(Extracted records begins)

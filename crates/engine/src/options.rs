/// Client-selectable behaviour for an open database.
#[derive(Debug, Clone, Copy, PartialEq, Eq)]
pub struct Options {
    /// Open the database for reading only; writes are rejected and the
    /// directory lock is shared instead of exclusive.
    pub read_only: bool,

    /// Latent per-block compression hook, threaded through the segment
    /// writer and reader. No current code path compresses.
    pub use_compression: bool,

    /// Fsync the write-ahead log after every append.
    pub sync_write: bool,
}

impl Default for Options {
    fn default() -> Self {
        Self {
            read_only: true,
            use_compression: true,
            sync_write: false,
        }
    }
}

impl Options {
    /// The default option set with writes enabled.
    #[must_use]
    pub fn read_write() -> Self {
        Self {
            read_only: false,
            ..Self::default()
        }
    }
}
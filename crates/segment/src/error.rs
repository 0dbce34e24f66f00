use std::io;
use thiserror::Error;

/// Errors surfaced by segment writers, readers and iterators.
#[derive(Debug, Error)]
pub enum SegmentError {
    /// An underlying I/O error.
    #[error("io error: {0}")]
    Io(#[from] io::Error),

    /// The segment's on-disk structure is invalid: bad footer, short meta
    /// file, or a decode failure.
    #[error("invalid segment: {0}")]
    Format(String),

    /// A key required to be present in this segment's key index was not.
    #[error("key not found in segment")]
    KeyNotFound,

    /// A previous operation on this writer or reader failed; the handle
    /// refuses further work.
    #[error("segment handle poisoned by an earlier error")]
    Poisoned,
}

pub type Result<T> = std::result::Result<T, SegmentError>;
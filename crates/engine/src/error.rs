//! Error types for the StrataKV engine.
//!
//! Validation and state errors are sentinel variants callers test with
//! `matches!`; I/O, format and collaborator failures arrive wrapped with
//! the failing subsystem attached.

use segment::SegmentError;
use std::io;
use thiserror::Error;
use wal::WalError;

/// Result type alias using the engine [`Error`].
pub type Result<T> = std::result::Result<T, Error>;

/// Unified error type for all engine operations.
#[derive(Debug, Error)]
pub enum Error {
    /// The database directory path was empty.
    #[error("path cannot be empty")]
    PathRequired,

    /// A key was empty or missing.
    #[error("key cannot be empty")]
    KeyRequired,

    /// A value was empty or missing.
    #[error("value cannot be empty")]
    ValueRequired,

    /// A write was attempted on a database opened read-only.
    #[error("database is readonly")]
    ReadOnly,

    /// The database is not open.
    #[error("database not open")]
    Closed,

    /// The key does not exist in the database.
    #[error("key not found")]
    KeyNotFound,

    /// A delete was requested for a key that does not resolve.
    #[error("failed to delete key")]
    DeleteFailed,

    /// The range's end key sorts before its start key.
    #[error("end key must not be less than start key")]
    InvalidRange,

    /// The range's start and end keys live in different segments.
    #[error("start and end keys must reside in the same segment")]
    RangeError,

    /// A lock could not be acquired within the timeout.
    #[error("operation timed out")]
    Timeout,

    /// A file required by the operation does not exist.
    #[error("file does not exist")]
    FileDoesNotExist,

    /// The operation's target file already exists.
    #[error("file already exists")]
    FileAlreadyExists,

    /// An underlying I/O error.
    #[error("io error: {0}")]
    Io(#[from] io::Error),

    /// A segment-level failure (format, poisoning, segment I/O).
    #[error("segment error: {0}")]
    Segment(#[from] SegmentError),

    /// A write-ahead-log failure.
    #[error("write-ahead log error: {0}")]
    Wal(#[from] WalError),

    /// The memtable snapshot could not be encoded or decoded.
    #[error("snapshot error: {0}")]
    Snapshot(String),
}
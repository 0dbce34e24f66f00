//! Persistence of the C0 memtable across clean shutdowns.
//!
//! On close the memtable is written to `memfs.gob` as a bincode-encoded
//! record array; on open a readable snapshot is absorbed and the file
//! deleted (the write-ahead log, rotated only at flush, still covers its
//! content should the process die before the next flush).

use memtable::{Memtable, Record};
use std::fs::{File, OpenOptions};
use std::io::{self, BufReader, BufWriter};
use std::path::Path;

use crate::{Error, Result};

/// Writes the memtable's record array to `path`.
pub fn persist(path: &Path, memdb: &Memtable) -> Result<()> {
    let file = OpenOptions::new().create(true).append(true).open(path)?;
    bincode::serialize_into(BufWriter::new(file), &memdb.to_records())
        .map_err(|e| Error::Snapshot(format!("encode: {}", e)))
}

/// Reads a record array from `path`. `Ok(None)` when the file does not
/// exist; `Err` when it exists but cannot be decoded.
pub fn load(path: &Path) -> Result<Option<Vec<Record>>> {
    let file = match File::open(path) {
        Ok(f) => f,
        Err(e) if e.kind() == io::ErrorKind::NotFound => return Ok(None),
        Err(e) => return Err(Error::Io(e)),
    };
    bincode::deserialize_from(BufReader::new(file))
        .map(Some)
        .map_err(|e| Error::Snapshot(format!("decode: {}", e)))
}
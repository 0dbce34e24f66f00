//! Read path: `get()` and `range()`.
//!
//! Point lookups consult the memtable first, then segments newest-first.
//! Each segment's Bloom filter is loaded read-only from its filter file and
//! gates the actual segment read; the first segment that really contains
//! the key decides the outcome (a tombstone there shadows older segments).

use bloom::ScalableBloomFilter;
use memtable::Value;
use segment::{Cursor, SegmentReader};

use crate::{Database, Error, Result, TOMBSTONE};

impl Database {
    /// Returns the latest value for `key`, or [`Error::KeyNotFound`].
    pub fn get(&self, key: &[u8]) -> Result<Vec<u8>> {
        self.ensure_open()?;
        if key.is_empty() {
            return Err(Error::KeyRequired);
        }

        if let Some(value) = self.memdb.get(key) {
            return match value {
                Value::Tombstone => Err(Error::KeyNotFound),
                Value::Data(bytes) => Ok(bytes.clone()),
            };
        }

        for id in self.segment_ids_newest_first()? {
            let seg = self.fs.open_segment(&id)?;
            let filter = ScalableBloomFilter::read_from(&mut (&seg.filter))?;
            if !filter.test(key) {
                continue;
            }
            let mut reader = SegmentReader::open(seg, self.options.use_compression)?;
            match reader.get(key)? {
                Some(value) if value == TOMBSTONE => return Err(Error::KeyNotFound),
                Some(value) => return Ok(value),
                // Filter false positive; keep scanning older segments.
                None => continue,
            }
        }
        Err(Error::KeyNotFound)
    }

    /// Returns a cursor over `[start, end]`, both bounds inclusive.
    ///
    /// Both keys must resolve to the **same** segment: a missing key yields
    /// [`Error::KeyNotFound`], keys in different segments yield
    /// [`Error::RangeError`], and `start > end` yields
    /// [`Error::InvalidRange`].
    pub fn range(&self, start: &[u8], end: &[u8]) -> Result<Cursor> {
        self.ensure_open()?;
        if start.is_empty() || end.is_empty() {
            return Err(Error::KeyRequired);
        }
        if start > end {
            return Err(Error::InvalidRange);
        }

        let (id1, mut reader) = self.segment_with_key(start)?;
        let (id2, _) = self.segment_with_key(end)?;
        if id1 != id2 {
            return Err(Error::RangeError);
        }
        Ok(reader.range(start, end)?)
    }

    /// Newest segment whose filter passes and whose key index actually
    /// contains `key`.
    fn segment_with_key(&self, key: &[u8]) -> Result<(String, SegmentReader)> {
        for id in self.segment_ids_newest_first()? {
            let seg = self.fs.open_segment(&id)?;
            let filter = ScalableBloomFilter::read_from(&mut (&seg.filter))?;
            if !filter.test(key) {
                continue;
            }
            let reader = SegmentReader::open(seg, self.options.use_compression)?;
            if reader.contains(key) {
                return Ok((id, reader));
            }
        }
        Err(Error::KeyNotFound)
    }

    /// Segment ids newest first (ids sort lexicographically by creation
    /// time).
    pub(crate) fn segment_ids_newest_first(&self) -> Result<Vec<String>> {
        let mut ids = self.fs.data_file_ids()?;
        ids.reverse();
        Ok(ids)
    }
}
//! # CLI — StrataKV Interactive Shell
//!
//! A REPL-style command-line interface for the StrataKV engine. Reads
//! commands from stdin, executes them against the database, and prints
//! results to stdout — usable interactively or scripted via a pipe.
//!
//! ## Commands
//!
//! ```text
//! SET key value        Insert or update a key/value pair
//! GET key              Look up a key (prints value or "(nil)")
//! DEL key              Delete a key (writes a tombstone)
//! RANGE start end      Scan a key range within one segment
//! STATS                Print database debug info
//! EXIT / QUIT          Shut down cleanly
//! ```
//!
//! ## Offline compaction
//!
//! ```text
//! $ strata compact <dir>
//! ```
//!
//! runs the compactor against a quiesced database directory (it refuses to
//! run while a writable database holds the directory lock).
//!
//! ## Configuration
//!
//! All settings are environment variables:
//!
//! ```text
//! STRATA_DIR        Database directory       (default: "data/db")
//! STRATA_SYNC       fsync every WAL append   (default: "false")
//! STRATA_READONLY   Open read-only           (default: "false")
//! ```

use anyhow::Result;
use engine::{Compactor, Database, Error, Options};
use std::io::{self, BufRead, Write};

/// Reads a configuration value from the environment, falling back to
/// `default`.
fn env_or(key: &str, default: &str) -> String {
    std::env::var(key).unwrap_or_else(|_| default.to_string())
}

fn main() -> Result<()> {
    tracing_subscriber::fmt()
        .with_env_filter(
            tracing_subscriber::EnvFilter::try_from_default_env()
                .unwrap_or_else(|_| tracing_subscriber::EnvFilter::new("info")),
        )
        .init();

    let args: Vec<String> = std::env::args().collect();
    if args.len() >= 2 && args[1] == "compact" {
        let dir = args
            .get(2)
            .cloned()
            .unwrap_or_else(|| env_or("STRATA_DIR", "data/db"));
        return run_compaction(&dir);
    }

    let dir = env_or("STRATA_DIR", "data/db");
    let sync_write: bool = env_or("STRATA_SYNC", "false").parse().unwrap_or(false);
    let read_only: bool = env_or("STRATA_READONLY", "false").parse().unwrap_or(false);

    let options = Options {
        read_only,
        use_compression: true,
        sync_write,
    };
    let mut db = Database::open(&dir, options)?;
    println!(
        "StrataKV started (dir={}, read_only={}, sync={})",
        dir, read_only, sync_write
    );

    let stdin = io::stdin();
    let mut stdout = io::stdout();
    loop {
        print!("> ");
        stdout.flush()?;

        let mut line = String::new();
        if stdin.lock().read_line(&mut line)? == 0 {
            break; // EOF
        }
        let mut parts = line.trim().splitn(3, ' ');
        let command = parts.next().unwrap_or("").to_ascii_uppercase();

        match command.as_str() {
            "" => {}
            "SET" => {
                let (key, value) = (parts.next(), parts.next());
                match (key, value) {
                    (Some(k), Some(v)) => report(db.put(k.as_bytes(), v.as_bytes()).map(|_| None)),
                    _ => println!("usage: SET key value"),
                }
            }
            "GET" => match parts.next() {
                Some(k) => report(db.get(k.as_bytes()).map(Some)),
                None => println!("usage: GET key"),
            },
            "DEL" => match parts.next() {
                Some(k) => report(db.delete(k.as_bytes()).map(|_| None)),
                None => println!("usage: DEL key"),
            },
            "RANGE" => {
                let (start, end) = (parts.next(), parts.next());
                match (start, end) {
                    (Some(s), Some(e)) => match db.range(s.as_bytes(), e.as_bytes()) {
                        Ok(mut cursor) => {
                            let mut count = 0usize;
                            while cursor.next() {
                                println!(
                                    "{} -> {}",
                                    String::from_utf8_lossy(cursor.key()),
                                    String::from_utf8_lossy(cursor.value())
                                );
                                count += 1;
                            }
                            cursor.close();
                            println!("({} entries)", count);
                        }
                        Err(e) => println!("(error) {}", e),
                    },
                    _ => println!("usage: RANGE start end"),
                }
            }
            "STATS" => println!("{:?}", db),
            "EXIT" | "QUIT" => break,
            other => println!("unknown command: {}", other),
        }
    }

    db.close()?;
    println!("bye");
    Ok(())
}

/// Prints the outcome of a database call: a value, `OK`, `(nil)` for a
/// missing key, or the error.
fn report(result: engine::Result<Option<Vec<u8>>>) {
    match result {
        Ok(Some(value)) => println!("{}", String::from_utf8_lossy(&value)),
        Ok(None) => println!("OK"),
        Err(Error::KeyNotFound) => println!("(nil)"),
        Err(e) => println!("(error) {}", e),
    }
}

fn run_compaction(dir: &str) -> Result<()> {
    let mut compactor = Compactor::new(dir)?;
    println!("compacting {} ({} segments)", dir, compactor.segment_count());
    let stats = compactor.compact()?;
    for (i, s) in stats.iter().enumerate() {
        println!(
            "bucket {}: {} -> {} files, {} -> {} keys in {:?}{}",
            i,
            s.files_before,
            s.files_after,
            s.keys_before,
            s.keys_after,
            s.elapsed,
            match &s.error {
                Some(e) => format!(" (FAILED: {})", e),
                None => String::new(),
            }
        );
    }
    println!("done ({} buckets)", stats.len());
    Ok(())
}
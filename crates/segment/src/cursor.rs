//! Cursor over a materialised range of records.

/// Iterates the records returned by a range read, ascending by key.
///
/// The cursor starts positioned *before* its first record: call
/// [`next`](Cursor::next) and, while it returns `true`, read
/// [`key`](Cursor::key) / [`value`](Cursor::value).
#[derive(Debug)]
pub struct Cursor {
    data: Vec<(Vec<u8>, Vec<u8>)>,
    pos: usize,
    started: bool,
}

impl Cursor {
    #[must_use]
    pub(crate) fn new(data: Vec<(Vec<u8>, Vec<u8>)>) -> Self {
        Self {
            data,
            pos: 0,
            started: false,
        }
    }

    /// Advances to the next record; `false` once the range is exhausted.
    pub fn next(&mut self) -> bool {
        if self.started {
            self.pos += 1;
        } else {
            self.started = true;
        }
        self.pos < self.data.len()
    }

    /// The current record's key. Only meaningful while the latest `next`
    /// returned `true`.
    #[must_use]
    pub fn key(&self) -> &[u8] {
        &self.data[self.pos].0
    }

    /// The current record's value.
    #[must_use]
    pub fn value(&self) -> &[u8] {
        &self.data[self.pos].1
    }

    /// Number of records in the range.
    #[must_use]
    pub fn len(&self) -> usize {
        self.data.len()
    }

    #[must_use]
    pub fn is_empty(&self) -> bool {
        self.data.is_empty()
    }

    /// Discards the cursor's data.
    pub fn close(&mut self) {
        self.data = Vec::new();
        self.pos = 0;
        self.started = false;
    }
}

(Extracted records ends)

Given the data above, which lines hold the string "current"? Return them.

* _The answer_
    /// writer and reader. No current code path compresses.
    /// The current record's key. Only meaningful while the latest `next`
    /// The current record's value.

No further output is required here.